## WHAT THIS TASK INVOLVES:
Each record that follows should be reproduced in full, character for character.

==== EXERCISE DATA ====

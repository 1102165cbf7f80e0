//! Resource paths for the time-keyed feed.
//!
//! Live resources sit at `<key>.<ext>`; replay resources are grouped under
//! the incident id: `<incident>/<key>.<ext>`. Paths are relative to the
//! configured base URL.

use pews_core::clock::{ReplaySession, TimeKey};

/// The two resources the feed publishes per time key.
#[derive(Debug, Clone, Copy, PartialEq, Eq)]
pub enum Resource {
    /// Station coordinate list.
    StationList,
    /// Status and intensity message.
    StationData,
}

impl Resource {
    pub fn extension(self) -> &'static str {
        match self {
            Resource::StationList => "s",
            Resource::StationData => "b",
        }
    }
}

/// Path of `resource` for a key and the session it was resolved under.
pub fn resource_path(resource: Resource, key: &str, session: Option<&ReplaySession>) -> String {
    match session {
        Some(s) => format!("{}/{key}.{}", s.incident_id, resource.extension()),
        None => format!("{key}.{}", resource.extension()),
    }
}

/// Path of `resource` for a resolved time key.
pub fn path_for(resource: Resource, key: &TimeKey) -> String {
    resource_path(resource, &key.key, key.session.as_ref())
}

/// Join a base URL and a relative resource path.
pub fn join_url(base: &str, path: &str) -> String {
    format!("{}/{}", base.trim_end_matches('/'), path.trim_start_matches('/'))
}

====

## OUTPUT FOR THIS TASK:
repository 1102165cbf7f80e0
//! Resource paths for the time-keyed feed.
//!
//! Live resources sit at `<key>.<ext>`; replay resources are grouped under
//! the incident id: `<incident>/<key>.<ext>`. Paths are relative to the
//! configured base URL.

use pews_core::clock::{ReplaySession, TimeKey};

/// The two resources the feed publishes per time key.
#[derive(Debug, Clone, Copy, PartialEq, Eq)]
pub enum Resource {
    /// Station coordinate list.
    StationList,
    /// Status and intensity message.
    StationData,
}

impl Resource {
    pub fn extension(self) -> &'static str {
        match self {
            Resource::StationList => "s",
            Resource::StationData => "b",
        }
    }
}

/// Path of `resource` for a key and the session it was resolved under.
pub fn resource_path(resource: Resource, key: &str, session: Option<&ReplaySession>) -> String {
    match session {
        Some(s) => format!("{}/{key}.{}", s.incident_id, resource.extension()),
        None => format!("{key}.{}", resource.extension()),
    }
}

/// Path of `resource` for a resolved time key.
pub fn path_for(resource: Resource, key: &TimeKey) -> String {
    resource_path(resource, &key.key, key.session.as_ref())
}

/// Join a base URL and a relative resource path.
pub fn join_url(base: &str, path: &str) -> String {
    format!("{}/{}", base.trim_end_matches('/'), path.trim_start_matches('/'))
}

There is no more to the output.